Recipe 91 from Form2 of Cury - Book IV MS Cosin 14th Century Menus
Hieatt, Constance B. and Sharon Butler. Curye on Inglish: English Culinary Manuscripts of the Fourteenth-Century (Including the Forme of Cury). Published for The Early English Text Society by the Oxford University Press, 1985. ISBN 0-19-722409-1.
Harleian MS 279 page 24 Cookery Book I
Ciij Fygeye -- Take Fyges, an sethe hem tylle pey ben neysshe,
pan bray hem tylle pey ben smal; penne take hem vppe an putte
hem in a potte, & Ale per-to; pan take Bred y-gratyd, an Pynes
hole, & caste per-to, & let boyle wyl; & atte pe dressoure,
caste on pouder Canel y-now, & serue forth: & sif po wolt
colour yt in .iij maners, pou myst, with Saunderys, Safroun, &
of hym-self, and ley on ouder y-now, & serue forth.
Harleian MS 4016 page 94-95 Cookery Book II
Ffygey. Take figges, and caste hem in a potte, And cast there-to
wyne or Ale, and lete hem boile, And take hem Vppe, and bray hem
in a morter; An pen take brede, and stepe in pe same licour, and
cast thereto, And drawe hem porgh a streynour, and caste hit in
a faire potte with wyne or ale; and pen take figes, and kutte
hem smale, pynes, saundres, pouder of peper, a litutt saffron
and salt, and cast per-to, and serue hit stonding.
Laud MS 553 page 113 (Bodleian Library)
Figee-- Nym figes, & boille hem in wyn, & bray hem in
a morter with lied bred; tempre vp with goud wyn/ boile it/ do
therto good spicere, & hole resons/ dresse hit/ florisshe
it a c-boue with pomme-garnetes
Austin, Thomas, ed. Two Fifteenth-Century Cookery-Books. Harleian MS. 279 (a.b 1430) & Harl. MS. 4016 (ab. 1450), with extracts from Ashmole MS. 1439, Laud MS. 553, & Douce MS 55. Published by Oxford University Press for The Early English Text Society. Unaltered reprint in1996 of the 1888 text. ISBN 0 85991 849 1.
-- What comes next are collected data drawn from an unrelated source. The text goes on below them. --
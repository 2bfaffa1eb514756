//! Session anomaly detection.
//!
//! Runs synchronously inside session creation but is side-effect-only:
//! signals become one bundled alert plus a user notification, dispatched
//! fire-and-forget. Detection failures are logged and swallowed; they never
//! block a login.

use chrono::{Duration, Utc};
use serde_json::json;
use std::sync::Arc;

use crate::geo::is_resolved_location;
use crate::models::{AlertSeverity, AnomalySignal, SecurityAlert, UserSession};
use crate::services::alerts::{AlertDispatcher, UserNotification};
use crate::store::{SecurityStore, StoreError};

/// History considered when judging a new session.
pub const RECENT_WINDOW_DAYS: i64 = 7;
pub const RECENT_SESSION_LIMIT: u32 = 10;

/// Active sessions on other devices needed to flag concurrent use.
const CONCURRENT_DEVICE_THRESHOLD: usize = 2;

const HOUR_SECONDS: i64 = 3600;

pub struct SessionAnomalyDetector {
    store: Arc<dyn SecurityStore>,
    dispatcher: AlertDispatcher,
}

impl SessionAnomalyDetector {
    pub fn new(store: Arc<dyn SecurityStore>, dispatcher: AlertDispatcher) -> Self {
        Self { store, dispatcher }
    }

    /// Inspect a freshly created session and emit an alert when anything
    /// fires. Never fails the caller.
    pub async fn inspect(&self, session: &UserSession) -> Vec<AnomalySignal> {
        let signals = match self.detect(session).await {
            Ok(signals) => signals,
            Err(e) => {
                tracing::error!(
                    user_id = %session.user_id,
                    error = %e,
                    "Session anomaly detection failed; continuing login"
                );
                return Vec::new();
            }
        };

        if !signals.is_empty() {
            metrics::counter!("session_anomalies_total").increment(signals.len() as u64);
            self.emit(session, &signals);
        }
        signals
    }

    /// Evaluate all rules independently; signals accumulate.
    async fn detect(&self, session: &UserSession) -> Result<Vec<AnomalySignal>, StoreError> {
        let now = Utc::now();
        let since = now - Duration::days(RECENT_WINDOW_DAYS);
        let recent = self
            .store
            .recent_sessions(
                session.user_id,
                since,
                RECENT_SESSION_LIMIT,
                Some(session.session_id),
            )
            .await?;

        let mut signals = Vec::new();

        if !recent
            .iter()
            .any(|r| r.device_fingerprint == session.device_fingerprint)
        {
            signals.push(AnomalySignal::NewDevice);
        }

        if is_resolved_location(&session.location)
            && !recent.iter().any(|r| r.location == session.location)
        {
            signals.push(AnomalySignal::NewLocation);
        }

        // `recent` is ordered newest-first, so the head is the most recent
        // prior session.
        if let Some(previous) = recent.first() {
            let delta = (session.created_utc - previous.created_utc).num_seconds();
            if is_resolved_location(&previous.location)
                && is_resolved_location(&session.location)
                && previous.location != session.location
                && delta < HOUR_SECONDS
            {
                signals.push(AnomalySignal::RapidLocationChange);
            }
        }

        let active = self
            .store
            .list_active_sessions(session.user_id, now)
            .await?;
        let other_devices = active
            .iter()
            .filter(|s| {
                s.session_id != session.session_id
                    && s.device_fingerprint != session.device_fingerprint
            })
            .count();
        if other_devices >= CONCURRENT_DEVICE_THRESHOLD {
            signals.push(AnomalySignal::MultipleConcurrentSessions);
        }

        Ok(signals)
    }

    fn emit(&self, session: &UserSession, signals: &[AnomalySignal]) {
        let names: Vec<&str> = signals.iter().map(|s| s.as_str()).collect();
        tracing::warn!(
            user_id = %session.user_id,
            session_id = %session.session_id,
            signals = ?names,
            "Session anomaly detected"
        );

        let alert = SecurityAlert::new(
            session.user_id,
            "SESSION_ANOMALY",
            AlertSeverity::Medium,
            format!("Unusual sign-in activity detected: {}", names.join(", ")),
            json!({
                "signals": names,
                "session_id": session.session_id,
                "ip_address": session.ip_address,
                "location": session.location,
                "device_fingerprint": session.device_fingerprint,
                "device_type": session.device_type,
            }),
        );
        let notification = UserNotification {
            subject: "New sign-in to your account".to_string(),
            body: format!(
                "We noticed a sign-in from {} ({}) that looks different from your usual \
                 activity. If this was not you, terminate your active sessions and change \
                 your password.",
                session.location, session.device_type
            ),
        };
        self.dispatcher.dispatch(alert, Some(notification));
    }
}
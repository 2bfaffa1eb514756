//! PostgreSQL store implementation.
//!
//! Runtime-checked sqlx queries over the engine-owned tables (see
//! `migrations/`) plus read-only queries against the externally owned
//! `users`, `user_roles`, `password_history`, and `activity_log` tables.

use async_trait::async_trait;
use chrono::{DateTime, Utc};
use sqlx::postgres::PgPool;
use sqlx::FromRow;
use uuid::Uuid;

use super::{SecurityStore, StoreError};
use crate::config::DatabaseConfig;
use crate::models::{
    AccountLockout, ActivityEvent, BehavioralBaseline, FailedLoginAttempt, PasswordPolicy,
    PolicyScope, UserRef, UserSession,
};

/// Connection acquisition is bounded so no engine operation can suspend
/// indefinitely on an unavailable store.
const ACQUIRE_TIMEOUT_SECS: u64 = 5;

/// Postgres-backed [`SecurityStore`].
#[derive(Clone)]
pub struct PgSecurityStore {
    pool: PgPool,
}

impl PgSecurityStore {
    pub fn new(pool: PgPool) -> Self {
        Self { pool }
    }

    /// Connect with a bounded pool.
    pub async fn connect(config: &DatabaseConfig) -> Result<Self, StoreError> {
        let pool = sqlx::postgres::PgPoolOptions::new()
            .max_connections(config.max_connections)
            .acquire_timeout(std::time::Duration::from_secs(ACQUIRE_TIMEOUT_SECS))
            .connect(&config.url)
            .await
            .map_err(|e| StoreError::Unavailable(anyhow::anyhow!(e)))?;
        Ok(Self { pool })
    }

    pub fn pool(&self) -> &PgPool {
        &self.pool
    }

    /// Apply the engine-owned schema.
    pub async fn run_migrations(&self) -> Result<(), StoreError> {
        sqlx::migrate!("./migrations")
            .run(&self.pool)
            .await
            .map_err(|e| StoreError::Unavailable(anyhow::anyhow!(e)))
    }

    /// Health check - ping the database.
    pub async fn health_check(&self) -> Result<(), StoreError> {
        sqlx::query("SELECT 1")
            .execute(&self.pool)
            .await
            .map(|_| ())
            .map_err(map_sqlx)
    }
}

fn map_sqlx(err: sqlx::Error) -> StoreError {
    match &err {
        sqlx::Error::Database(db) if db.is_unique_violation() => {
            StoreError::Conflict(db.message().to_string())
        }
        _ => StoreError::Unavailable(anyhow::anyhow!(err)),
    }
}

#[derive(FromRow)]
struct PolicyRow {
    policy_id: Uuid,
    name: String,
    scope_kind: String,
    scope_id: Option<Uuid>,
    min_length: i32,
    require_uppercase: bool,
    require_lowercase: bool,
    require_numbers: bool,
    require_special_chars: bool,
    prevent_reuse: i32,
    max_age_days: Option<i32>,
    lockout_threshold: Option<i32>,
    lockout_duration_minutes: Option<i32>,
    max_concurrent_sessions: Option<i32>,
    is_active: bool,
    created_utc: DateTime<Utc>,
}
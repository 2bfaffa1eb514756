//! Shared fixtures for the integration tests: an in-memory store, a
//! deterministic hash provider, a recording alert sink, and a fixed
//! geolocation resolver.

#![allow(dead_code)]

use async_trait::async_trait;
use std::collections::HashMap;
use std::sync::{Arc, Mutex};
use std::time::Duration;
use uuid::Uuid;

use account_security::config::SecurityConfig;
use account_security::geo::GeoResolver;
use account_security::models::SecurityAlert;
use account_security::services::AlertSink;
use account_security::store::MemoryStore;
use account_security::utils::crypto::PasswordHashProvider;
use account_security::SecurityEngine;

/// Deterministic stand-in for the slow hash collaborator.
pub struct TestHasher;

impl PasswordHashProvider for TestHasher {
    fn hash(&self, password: &str) -> Result<String, anyhow::Error> {
        Ok(format!("hashed:{}", password))
    }

    fn verify(&self, password: &str, digest: &str) -> bool {
        digest == format!("hashed:{}", password)
    }
}

/// Sink that records everything it receives.
#[derive(Default)]
pub struct RecordingSink {
    pub alerts: Mutex<Vec<SecurityAlert>>,
    pub notifications: Mutex<Vec<(Uuid, String)>>,
}

#[async_trait]
impl AlertSink for RecordingSink {
    async fn publish_alert(&self, alert: SecurityAlert) -> Result<(), anyhow::Error> {
        self.alerts.lock().unwrap().push(alert);
        Ok(())
    }

    async fn notify_user(
        &self,
        user_id: Uuid,
        subject: &str,
        _body: &str,
    ) -> Result<(), anyhow::Error> {
        self.notifications
            .lock()
            .unwrap()
            .push((user_id, subject.to_string()));
        Ok(())
    }
}

impl RecordingSink {
    pub fn alert_count(&self) -> usize {
        self.alerts.lock().unwrap().len()
    }

    pub fn notification_count(&self) -> usize {
        self.notifications.lock().unwrap().len()
    }
}

/// Sink that always fails, for verifying that alerting never breaks the
/// login path.
pub struct FailingSink;

#[async_trait]
impl AlertSink for FailingSink {
    async fn publish_alert(&self, _alert: SecurityAlert) -> Result<(), anyhow::Error> {
        Err(anyhow::anyhow!("sink unavailable"))
    }

    async fn notify_user(
        &self,
        _user_id: Uuid,
        _subject: &str,
        _body: &str,
    ) -> Result<(), anyhow::Error> {
        Err(anyhow::anyhow!("sink unavailable"))
    }
}

/// Geolocation resolver backed by a fixed IP-to-label table.
#[derive(Default)]
pub struct FixedGeoResolver {
    table: HashMap<String, String>,
}

impl FixedGeoResolver {
    pub fn with(mut self, ip: &str, location: &str) -> Self {
        self.table.insert(ip.to_string(), location.to_string());
        self
    }
}

#[async_trait]
impl GeoResolver for FixedGeoResolver {
    async fn resolve(&self, ip_address: &str) -> Option<String> {
        self.table.get(ip_address).cloned()
    }
}

pub fn build_engine(
    store: Arc<MemoryStore>,
    geo: Arc<dyn GeoResolver>,
    alerts: Arc<dyn AlertSink>,
) -> SecurityEngine {
    account_security::observability::init_tracing("error");
    SecurityEngine::new(
        store,
        Arc::new(TestHasher),
        geo,
        alerts,
        &SecurityConfig::default(),
    )
}

/// Poll until `check` passes or a short deadline expires. Alert dispatch is
/// fire-and-forget on a spawned task, so tests wait for it to land.
pub async fn wait_until(check: impl Fn() -> bool) {
    for _ in 0..100 {
        if check() {
            return;
        }
        tokio::time::sleep(Duration::from_millis(10)).await;
    }
    assert!(check(), "condition not reached within deadline");
}
//! Brute-force lockout state machine.
//!
//! Failed attempts accumulate in a rolling 24-hour window. Reaching the
//! resolved policy's threshold creates a lockout record; success clears the
//! window entirely. Failure recording and the threshold check-then-act are
//! serialized per user to prevent lost updates between concurrent logins.

use chrono::{Duration, Utc};
use std::sync::Arc;

use crate::error::{Result, SecurityError};
use crate::models::{AccountLockout, FailedLoginAttempt, FailureOutcome, LockoutStatus, UserRef};
use crate::services::policy::PolicyResolver;
use crate::store::{with_read_retry, SecurityStore};
use crate::utils::locks::UserLocks;

/// Attempts are only counted within this rolling window.
pub const FAILURE_WINDOW_HOURS: i64 = 24;

pub struct LockoutEngine {
    store: Arc<dyn SecurityStore>,
    resolver: Arc<PolicyResolver>,
    locks: UserLocks,
    default_lockout_minutes: i64,
}

impl LockoutEngine {
    pub fn new(
        store: Arc<dyn SecurityStore>,
        resolver: Arc<PolicyResolver>,
        default_lockout_minutes: i64,
    ) -> Self {
        Self {
            store,
            resolver,
            locks: UserLocks::new(),
            default_lockout_minutes,
        }
    }

    /// Current lockout state for a user.
    ///
    /// Never creates a lockout. `remaining_attempts` is computed against
    /// the currently resolved policy, even for attempts recorded under an
    /// earlier policy.
    pub async fn check_lockout(&self, user: &UserRef) -> Result<LockoutStatus> {
        let now = Utc::now();
        let active = with_read_retry("find_active_lockout", || {
            self.store.find_active_lockout(user.user_id, now)
        })
        .await?;
        if let Some(lockout) = active {
            return Ok(LockoutStatus::locked(lockout.locked_until));
        }

        let policy = self.resolver.resolve(user, None).await?;
        let Some(threshold) = policy.and_then(|p| p.lockout_threshold) else {
            return Ok(LockoutStatus::unlocked(None));
        };

        let since = now - Duration::hours(FAILURE_WINDOW_HOURS);
        let failures = with_read_retry("count_failed_attempts_since", || {
            self.store.count_failed_attempts_since(user.user_id, since)
        })
        .await?;
        Ok(LockoutStatus::unlocked(Some(
            threshold.saturating_sub(failures as u32),
        )))
    }

    /// Like [`check_lockout`](Self::check_lockout) but collapses a locked
    /// account into [`SecurityError::LockedOut`] for login flows.
    pub async fn ensure_not_locked(&self, user: &UserRef) -> Result<LockoutStatus> {
        let status = self.check_lockout(user).await?;
        match status.locked_until {
            Some(until) if status.is_locked => Err(SecurityError::LockedOut { until }),
            _ => Ok(status),
        }
    }

    /// Record a failed authentication attempt.
    ///
    /// With no lockout threshold on the resolved policy this is just the
    /// append. Otherwise, reaching the threshold inside the window creates
    /// a lockout and signals the caller to clear the account-active flag
    /// (`deactivate_account`); account state itself is owned elsewhere.
    pub async fn record_failure(&self, user: &UserRef) -> Result<FailureOutcome> {
        let _guard = self.locks.acquire(user.user_id).await;
        let now = Utc::now();

        self.store
            .insert_failed_attempt(&FailedLoginAttempt {
                user_id: user.user_id,
                attempted_utc: now,
            })
            .await?;

        let since = now - Duration::hours(FAILURE_WINDOW_HOURS);
        let failures = self
            .store
            .count_failed_attempts_since(user.user_id, since)
            .await? as u32;

        let policy = self.resolver.resolve(user, None).await?;
        let Some(threshold) = policy.as_ref().and_then(|p| p.lockout_threshold) else {
            return Ok(FailureOutcome {
                attempts_in_window: failures,
                lockout: None,
                deactivate_account: false,
            });
        };

        if failures < threshold {
            tracing::debug!(
                user_id = %user.user_id,
                failures = failures,
                threshold = threshold,
                "Failed login attempt recorded"
            );
            return Ok(FailureOutcome {
                attempts_in_window: failures,
                lockout: None,
                deactivate_account: false,
            });
        }

        let duration_minutes = policy
            .as_ref()
            .and_then(|p| p.lockout_duration_minutes)
            .map(|m| m as i64)
            .unwrap_or(self.default_lockout_minutes);
        let lockout = AccountLockout::new(
            user.user_id,
            now + Duration::minutes(duration_minutes),
            format!(
                "{} failed login attempts within {} hours",
                failures, FAILURE_WINDOW_HOURS
            ),
        );
        // Write path: transient store failures surface immediately so a
        // lockout is never silently duplicated.
        self.store.insert_lockout(&lockout).await?;

        metrics::counter!("account_lockouts_total").increment(1);
        tracing::warn!(
            user_id = %user.user_id,
            failures = failures,
            locked_until = %lockout.locked_until,
            "Account locked after repeated failed logins"
        );

        Ok(FailureOutcome {
            attempts_in_window: failures,
            lockout: Some(lockout),
            deactivate_account: true,
        })
    }

    /// Record a successful authentication: clears every failed attempt for
    /// the user (full reset, not a decrement).
    pub async fn record_success(&self, user_id: uuid::Uuid) -> Result<u64> {
        let _guard = self.locks.acquire(user_id).await;
        let cleared = self.store.clear_failed_attempts(user_id).await?;
        if cleared > 0 {
            tracing::debug!(
                user_id = %user_id,
                cleared = cleared,
                "Failed login attempts cleared after successful authentication"
            );
        }
        Ok(cleared)
    }
}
Harl. 4016 recipe also printed and redacted with recipe in Hieatt, Constance B., Brenda Hosington, and Sharon Butler. Pleyn Delit: Medieval Cookery for Modern Cooks. Published by University of Toronto Press. 1976. ISBN 0-8020-7632-7. Recipe 122 - pages 142-3
43 To make a fig pudding
Put wine in a small pot, and when it begins to boil, then put in grated Lebkuchen and grated Semmel. Put saffron, almonds, raisins, figs and some fat into it.